Extracted data entries:
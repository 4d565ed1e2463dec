//! # Rule Identifiers
//!
//! Dense, monotonically increasing ids assigned by a [`crate::RuleStore`].
//!
//! Ids are never reused. Insertion order is meaningful: when two rules are
//! equally specific, the one with the higher id (inserted later) wins.

use std::fmt;

/// Identifier of a rule inside one store.
#[derive(Clone, Copy, Debug, PartialEq, Eq, PartialOrd, Ord, Hash, Default)]
#[repr(transparent)]
pub struct RuleId(u64);

impl RuleId {
    /// The first id handed out by an empty store.
    pub const FIRST: Self = Self(0);

    /// Creates an id from its raw value.
    #[inline]
    #[must_use]
    pub const fn new(raw: u64) -> Self {
        Self(raw)
    }

    /// Returns the raw value.
    #[inline]
    #[must_use]
    pub const fn get(self) -> u64 {
        self.0
    }

    /// Returns the id as a table index.
    ///
    /// # Panics
    ///
    /// Panics if the id does not fit in `usize` on this target.
    #[inline]
    #[must_use]
    pub fn index(self) -> usize {
        usize::try_from(self.0).expect("rule id exceeds addressable table size")
    }

    /// Shifts this id by `by`, used when one store is merged into another.
    ///
    /// # Panics
    ///
    /// Panics if the id space is exhausted. Wrapping would silently alias
    /// rules from different layers.
    #[inline]
    #[must_use]
    pub fn offset(self, by: u64) -> Self {
        match self.0.checked_add(by) {
            Some(raw) => Self(raw),
            None => panic!("rule id space exhausted: {} + {by}", self.0),
        }
    }
}

impl From<usize> for RuleId {
    fn from(value: usize) -> Self {
        Self(value as u64)
    }
}

impl fmt::Display for RuleId {
    fn fmt(&self, f: &mut fmt::Formatter<'_>) -> fmt::Result {
        write!(f, "#{}", self.0)
    }
}

#[cfg(test)]
mod tests {
    use super::*;

    #[test]
    fn test_offset_shifts() {
        assert_eq!(RuleId::new(3).offset(10), RuleId::new(13));
        assert_eq!(RuleId::FIRST.offset(0), RuleId::FIRST);
    }

    #[test]
    #[should_panic(expected = "rule id space exhausted")]
    fn test_offset_overflow_is_fatal() {
        let _ = RuleId::new(u64::MAX).offset(1);
    }

    #[test]
    fn test_ordering_follows_insertion() {
        assert!(RuleId::new(2) > RuleId::new(1));
        assert_eq!(RuleId::new(7).to_string(), "#7");
    }
}
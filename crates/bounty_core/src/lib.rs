//! # Bounty Core
//!
//! Multi-attribute rule matching with a well-defined specificity order.
//!
//! Administrators author rules as partial attribute specifications ("any
//! zombie killed by fire", "any wool of any colour"). At runtime a concrete
//! event becomes a query and the store answers which rule applies:
//!
//! 1. **Wildcards absorb** - a rule that leaves an attribute open matches any
//!    value of it
//! 2. **Most specific wins** - the rule constraining the most attributes
//! 3. **Latest wins ties** - among equally specific rules, the highest id
//!
//! ## Example
//!
//! ```rust
//! use bounty_core::{rule_query, Attr, RuleStore};
//!
//! rule_query! {
//!     /// Kill event.
//!     pub struct KillQuery indexed by KillIndex {
//!         /// Mob type.
//!         mob: u32,
//!         /// Killed by fire.
//!         fire: bool,
//!     }
//! }
//!
//! let mut store = RuleStore::new();
//! store.insert(KillQuery { mob: Attr::one(54), ..Default::default() }, "zombie");
//! store.insert(KillQuery { mob: Attr::one(54), fire: Attr::one(true) }, "burnt zombie");
//!
//! let event = KillQuery { mob: Attr::one(54), fire: Attr::one(true) };
//! assert_eq!(store.resolve(&event), Some(&"burnt zombie"));
//! ```

#![deny(missing_docs)]
#![deny(unsafe_code)]
#![deny(clippy::all)]
#![warn(clippy::pedantic)]
#![deny(clippy::perf)]

pub mod attr;
pub mod id;
pub mod index;
pub mod query;
pub mod store;

pub use attr::Attr;
pub use id::RuleId;
pub use index::{AttributeIndex, CandidateSet};
pub use query::RuleQuery;
pub use store::RuleStore;
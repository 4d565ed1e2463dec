//! # Registry Error Types

use thiserror::Error;

/// Errors raised while building a name registry.
#[derive(Error, Debug, Clone, PartialEq, Eq)]
pub enum RegistryError {
    /// The same name was defined twice in one registry.
    #[error("{registry}: name {name:?} is already defined")]
    DuplicateName {
        /// Registry being built.
        registry: &'static str,
        /// Normalized name.
        name: String,
    },

    /// An alias pointing at a name that does not exist (yet).
    #[error("{registry}: alias {alias:?} refers to unknown name {target:?}")]
    UnknownTarget {
        /// Registry being built.
        registry: &'static str,
        /// Alias being defined.
        alias: String,
        /// Name it refers to.
        target: String,
    },

    /// A name that is empty after normalization.
    #[error("{registry}: names must not be empty")]
    EmptyName {
        /// Registry being built.
        registry: &'static str,
    },
}

/// Result type for registry operations.
pub type RegistryResult<T> = Result<T, RegistryError>;
//! # Rule Queries
//!
//! A query is a fixed set of named attributes, each an [`Attr`]. The same
//! type describes both sides of a lookup: rules are stored as partial
//! queries, events are turned into (usually fully constrained) queries.
//!
//! Domains never hand-write their matching code. [`rule_query!`] generates
//! the query struct, one [`AttributeIndex`] per attribute, and the
//! [`RuleQuery`] glue that the generic [`crate::RuleStore`] drives.
//!
//! [`Attr`]: crate::Attr
//! [`AttributeIndex`]: crate::AttributeIndex

use std::fmt::Debug;

use crate::id::RuleId;
use crate::index::CandidateSet;

/// A multi-attribute query the rule store can index and filter by.
pub trait RuleQuery {
    /// One attribute index per attribute of the query.
    type Index: Default + Clone + Debug;

    /// Number of attributes this query constrains.
    fn specificity(&self) -> u32;

    /// False if any attribute is `MatchesNothing`.
    fn is_satisfiable(&self) -> bool;

    /// True if a rule with this shape is compatible with `query`.
    ///
    /// Brute-force counterpart of indexing + filtering, evaluated one
    /// attribute at a time.
    fn accepts(&self, query: &Self) -> bool;

    /// Indexes every constrained attribute of this rule under `id`.
    fn index_into(&self, index: &mut Self::Index, id: RuleId);

    /// Removes from `candidates` every rule incompatible with this query.
    fn filter(&self, index: &Self::Index, candidates: &mut CandidateSet);

    /// Merges `other` into `index`, shifting its ids by `id_offset`.
    fn merge_index(index: &mut Self::Index, other: &Self::Index, id_offset: u64);
}

/// Declares a rule query type and its attribute indexes.
///
/// ```rust
/// bounty_core::rule_query! {
///     /// Block-break query.
///     pub struct BlockQuery indexed by BlockIndex {
///         /// Block type.
///         block: u32,
///         /// Placed by a player rather than generated.
///         player_placed: bool,
///     }
/// }
///
/// use bounty_core::{Attr, RuleQuery};
/// let rule = BlockQuery { block: Attr::one(1), ..BlockQuery::default() };
/// assert_eq!(rule.specificity(), 1);
/// ```
#[macro_export]
macro_rules! rule_query {
    (
        $(#[$meta:meta])*
        $vis:vis struct $name:ident indexed by $index:ident {
            $(
                $(#[$field_meta:meta])*
                $field:ident : $ty:ty
            ),* $(,)?
        }
    ) => {
        $(#[$meta])*
        #[derive(Clone, Debug, Default, PartialEq, Eq, Hash)]
        $vis struct $name {
            $(
                $(#[$field_meta])*
                pub $field: $crate::Attr<$ty>,
            )*
        }

        #[doc = concat!("Attribute indexes for [`", stringify!($name), "`].")]
        #[derive(Clone, Debug, Default)]
        $vis struct $index {
            $( $field: $crate::AttributeIndex<$ty>, )*
        }

        impl $crate::RuleQuery for $name {
            type Index = $index;

            fn specificity(&self) -> u32 {
                0 $( + u32::from(self.$field.is_constrained()) )*
            }

            fn is_satisfiable(&self) -> bool {
                true $( && self.$field.is_satisfiable() )*
            }

            fn accepts(&self, query: &Self) -> bool {
                true $( && self.$field.overlaps(&query.$field) )*
            }

            fn index_into(&self, index: &mut $index, id: $crate::RuleId) {
                $( index.$field.insert_attr(&self.$field, id); )*
            }

            fn filter(&self, index: &$index, candidates: &mut $crate::CandidateSet) {
                $(
                    if candidates.is_empty() {
                        return;
                    }
                    index.$field.filter_attr(candidates, &self.$field);
                )*
            }

            fn merge_index(index: &mut $index, other: &$index, id_offset: u64) {
                $( index.$field.merge(&other.$field, id_offset); )*
            }
        }
    };
}

#[cfg(test)]
mod tests {
    use crate::{Attr, CandidateSet, RuleId, RuleQuery};

    crate::rule_query! {
        /// Two-attribute query used by the tests below.
        pub struct PairQuery indexed by PairIndex {
            /// First attribute.
            kind: u32,
            /// Second attribute.
            flag: bool,
        }
    }

    #[test]
    fn test_specificity_counts_constrained_attributes() {
        assert_eq!(PairQuery::default().specificity(), 0);
        let rule = PairQuery {
            kind: Attr::one(1),
            flag: Attr::MatchesNothing,
        };
        assert_eq!(rule.specificity(), 2);
        assert!(!rule.is_satisfiable());
    }

    #[test]
    fn test_generated_filter_intersects_attributes() {
        let mut index = PairIndex::default();
        PairQuery { kind: Attr::one(1), flag: Attr::any() }.index_into(&mut index, RuleId::new(0));
        PairQuery { kind: Attr::any(), flag: Attr::one(true) }.index_into(&mut index, RuleId::new(1));

        let mut candidates: CandidateSet = [RuleId::new(0), RuleId::new(1)].into_iter().collect();
        PairQuery { kind: Attr::one(2), flag: Attr::one(true) }.filter(&index, &mut candidates);
        assert_eq!(candidates.into_iter().collect::<Vec<_>>(), vec![RuleId::new(1)]);
    }

    #[test]
    fn test_accepts_mirrors_index() {
        let rule = PairQuery { kind: Attr::one_of([1, 2]), flag: Attr::any() };
        assert!(rule.accepts(&PairQuery { kind: Attr::one(2), flag: Attr::one(false) }));
        assert!(rule.accepts(&PairQuery::default()));
        assert!(!rule.accepts(&PairQuery { kind: Attr::one(3), flag: Attr::any() }));
    }
}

Task objective:
For each line in the records that contains the word "Panics", make a copy.

Completed exercise:
    /// # Panics
    /// Panics if the id does not fit in `usize` on this target.
    /// # Panics
    /// Panics if the id space is exhausted. Wrapping would silently alias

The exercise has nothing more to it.